I'm not sure what you mean about the level being used for a 
VMM/hypervisor, since they are running in the host. Coconut-SVSM is 
correct, since it is running within the guest context.

> The actual workload VM (together with its OS) is expected to be run in a
> different privilege level (!VMPL0 in AMD case and L2 layer in Intel case).
> Both architectures in our current understanding (please correct if this is
> not true for AMD) allow for different workload VM options starting from
> a fully unmodified legacy OS to a fully enabled/enlightened AMD SEV-SNP/
> Intel TDX guest and anything in between. However, each workload guest

I'm not sure about the "anything in between" aspect. I would think that if 
the guest is enlightened it would be fully enlightened or not at all. It 
would be difficult to try to decide what operations should be sent to the 
SVSM to handle, and how that would occur if the guest OS is unaware of the 
SVSM protocol to use. If it is aware of the protocol, then it would just 
use it.

For the unenlighted guest, it sounds like more of a para-visor approach 
being used where the guest wouldn't know that control was ever transferred 
to the para-visor to handle the event. With SNP, that would be done 
through a feature called Reflect-VC. But that means it is an all or 
nothing action.

> option requires a different level of implementation support from the most
> privileged VMPL0/L1 layer as well as from the workload OS itself (running
> at !VMPL0/L2) and also has different effects on overall performance and
> other factors. Linux as being one of the workload OSes currently doesn’t
> define a common notion or interfaces for such special type of CoCo guests
> and there is a risk that each vendor can duplicate a lot of common concepts
> inside ADM SEV-SNP or Intel TDX specific code. This is not the approach
> Linux usually prefers and the vendor agnostic solution should be explored first.
> 
> So this is an attempt to start a joint discussion on how/what/if we can unify
> in this space and following the recent lkml thread [1], it seems we need
> to first clarify how we see this special  !VMPL0/L2 guest and whenever we
> can or need to define a common notion for it.
> The following options are *theoretically* possible:
> 
> 1. Keep the !VMPL0/L2 guest as unmodified AMD SEV-SNP/Intel TDX guest
> and hide all complexity inside VMPL0/L1 VMM and/or respected Intel/AMD
> architecture internal components. This likely creates additional complexity
> in the implementation of VMPL0/L1 layer compared to other options below.
> This option also doesn’t allow service providers to unify their interfaces
> between AMD/Intel solutions, but requires their VMPL0/L1 layer to handle
> differences between these guests. On a plus side this option requires no
> changes in existing AMD SEV-SNP/Intel TDX Linux guest code to support
> !VMPL0/L2 guest. The big open question we have here to AMD folks is
> whenever it is architecturally feasible for you to support this case?

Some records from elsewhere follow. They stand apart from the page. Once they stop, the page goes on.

use crate::util::address::ByteOffset;
use crate::util::constants::*;
use crate::util::options::Options;
use crate::util::tags::ForwardingTag;

/// Byte order of the header word in memory.
#[derive(Copy, Clone, Debug, PartialEq, Eq, Hash, strum_macros::EnumString, strum_macros::Display)]
#[strum(ascii_case_insensitive)]
pub enum Endianness {
    Little,
    Big,
}

impl Endianness {
    /// The byte order of the build target.
    pub const NATIVE: Endianness = if cfg!(target_endian = "big") {
        Endianness::Big
    } else {
        Endianness::Little
    };
}

/// How the object model lays out the header word that holds the class reference, and
/// therefore the forwarding pointer once the object is evacuated.
///
/// This is a runtime value so one build can serve several object models, and so the
/// big-endian compressed layout can be exercised on any host.
#[derive(Copy, Clone, Debug, PartialEq, Eq, Hash)]
pub struct HeaderLayout {
    /// Offset of the header word from the object reference, in bytes.
    pub header_offset: ByteOffset,
    /// log2 of the minimal object alignment. The low `log_min_object_alignment` bits of the
    /// logical header word are reserved for tags.
    pub log_min_object_alignment: usize,
    /// Are object references stored as half-word compressed references? If so, the class
    /// reference occupies one half of the header word.
    pub compressed_references: bool,
    /// Byte order of the header word.
    pub endianness: Endianness,
    /// Does the collector record whether a destination copy was grown? Collection modes that
    /// never enlarge objects leave this off.
    pub growth_tagging: bool,
}

impl HeaderLayout {
    /// Uncompressed header at the start of the object, native byte order, minimal alignment,
    /// no growth tagging.
    pub const fn native() -> Self {
        let layout = Self {
            header_offset: 0,
            log_min_object_alignment: LOG_MIN_OBJECT_ALIGNMENT as usize,
            compressed_references: false,
            endianness: Endianness::NATIVE,
            growth_tagging: false,
        };
        layout.validate();
        layout
    }

    pub const fn with_header_offset(self, header_offset: ByteOffset) -> Self {
        Self {
            header_offset,
            ..self
        }
    }

    pub const fn with_log_min_object_alignment(self, log_min_object_alignment: usize) -> Self {
        Self {
            log_min_object_alignment,
            ..self
        }
    }

    pub const fn with_compressed_references(self, compressed_references: bool) -> Self {
        Self {
            compressed_references,
            ..self
        }
    }

    pub const fn with_endianness(self, endianness: Endianness) -> Self {
        Self { endianness, ..self }
    }

    pub const fn with_growth_tagging(self, growth_tagging: bool) -> Self {
        Self {
            growth_tagging,
            ..self
        }
    }

    /// The minimal object alignment in bytes.
    pub const fn min_object_alignment(&self) -> usize {
        1 << self.log_min_object_alignment
    }

    /// All bits reserved for tags in the logical header word.
    pub const fn tag_mask(&self) -> usize {
        self.min_object_alignment() - 1
    }

    /// With compressed references on a big-endian machine, the class reference lives in the
    /// high half of the word value, so the halves must be swapped before tagging.
    pub const fn needs_half_word_swap(&self) -> bool {
        self.compressed_references && matches!(self.endianness, Endianness::Big)
    }

    /// Panics if the layout cannot hold a tagged forwarding pointer.
    pub const fn validate(&self) {
        assert!(self.log_min_object_alignment >= ForwardingTag::LOG_TAG_BITS_REQUIRED);
        assert!(self.log_min_object_alignment < LOG_BITS_IN_WORD);
        assert!(self.header_offset % BYTES_IN_WORD as isize == 0);
        if self.compressed_references {
            // A compressed reference is half a word. It only makes sense on 64-bit targets.
            assert!(BITS_IN_WORD == 64);
            assert!(self.log_min_object_alignment < BITS_IN_HALF_WORD);
        }
    }

    /// Build the layout from options.
    pub fn from_options(options: &Options) -> Self {
        let layout = Self {
            header_offset: options.header_offset,
            log_min_object_alignment: options.log_min_object_alignment,
            compressed_references: options.compressed_references,
            endianness: options.header_endianness,
            growth_tagging: options.growth_tagging,
        };
        layout.validate();
        debug!("Header layout from options: {:?}", layout);
        layout
    }
}

impl Default for HeaderLayout {
    fn default() -> Self {
        Self::native()
    }
}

It is architecturally feasible to support this, but it would come with a 
performance penalty. For SNP, all #VC exceptions would be routed back to 
the HV, into the SVSM/para-visor to be processed, back to the HV and 
finally back the guest. While we would expect some operations, such as 
PVALIDATE, to have to make this kind of exchange, operations such as CPUID 
or MSR accesses would suffer.

> 
> 2. Keep it as Intel TDX/AMD SEV-SNP guest with some Linux guest internal
> code logic to handle whenever it runs in L1 vs L2/VMPL0 vs !VMPL0.
> This is essentially what this patch series is doing for AMD.
> This option potentially creates many if statements inside respected Linux
> implementation of these technologies to handle the differences, complicates
> the code, and doesn’t allow service providers to unify their L1/VMPL0 code.
> This option was also previously proposed for Intel TDX in this lkml thread [1]
> and got a negative initial reception.

I think the difference here is that the guest would still be identified as 
an SNP guest and still use all of the memory encryption and #VC handling 
it does today. It is just specific VMPL0-only operations that would need 
to performed by the SVSM instead of by the guest.

> 
> 3. Keep it as a legacy non-CoCo guest. This option is very bad from
> performance point of view since all I/O must be done via VMPL0/L1 layer
> and it is considered infeasible/unacceptable by service providers
> (performance of networking and disk is horrible).  It also requires an
> extensive implementation in VMPL0/L1 layer to support emulation of all devices.
> 
> 4. Define a new guest abstraction/guest type that would be used for
> !VMPL0/L2 guest. This allows in the future to define a unified L2 <-> L1/VMPL!0
> <-> VMPL0 communication interface that underneath would use Intel
> TDX/AMD SEV-SNP specified communication primitives. Out of existing Linux code,
> this approach is followed to some initial degree by MSFT Hyper-V implementation [2].
> It defines a new type of virtualized guest with its own initialization path and callbacks in
>   x86_platform.guest/hyper.*. However, in our understanding noone has yet
> attempted to define a unified abstraction for such guest, as well as unified interface.
> AMD SEV-SNP has defined in [4] a VMPL0 <--> !VMPL0 communication interface
>   which is AMD specific.

Can TDX create a new protocol within the SVSM that it could use?

Thanks,
Tom

> 
> 5. Anything else is missing?
> 
> References:
> 
> [1] https://lkml.org/lkml/2023/11/22/1089
> 
> [2] MSFT hyper-v implementation of AMD SEV-SNP !VMPL0 guest and TDX L2
> partitioning guest:
> https://elixir.bootlin.com/linux/latest/source/arch/x86/hyperv/ivm.c#L575
> 
> [3] https://github.com/coconut-svsm/svsm
> 
> [4] https://www.amd.com/content/dam/amd/en/documents/epyc-technical-docs/specifications/58019.pdf
> 
>

Shutemov, Kirill Feb. 19, 2024, 4:57 p.m. UTC | #3

On Fri, Feb 16, 2024 at 01:46:41PM -0600, Tom Lendacky wrote:
> > 4. Define a new guest abstraction/guest type that would be used for
> > !VMPL0/L2 guest. This allows in the future to define a unified L2 <-> L1/VMPL!0
> > <-> VMPL0 communication interface that underneath would use Intel
> > TDX/AMD SEV-SNP specified communication primitives. Out of existing Linux code,
> > this approach is followed to some initial degree by MSFT Hyper-V implementation [2].
> > It defines a new type of virtualized guest with its own initialization path and callbacks in
> >   x86_platform.guest/hyper.*. However, in our understanding noone has yet
> > attempted to define a unified abstraction for such guest, as well as unified interface.
> > AMD SEV-SNP has defined in [4] a VMPL0 <--> !VMPL0 communication interface
> >   which is AMD specific.
> 
> Can TDX create a new protocol within the SVSM that it could use?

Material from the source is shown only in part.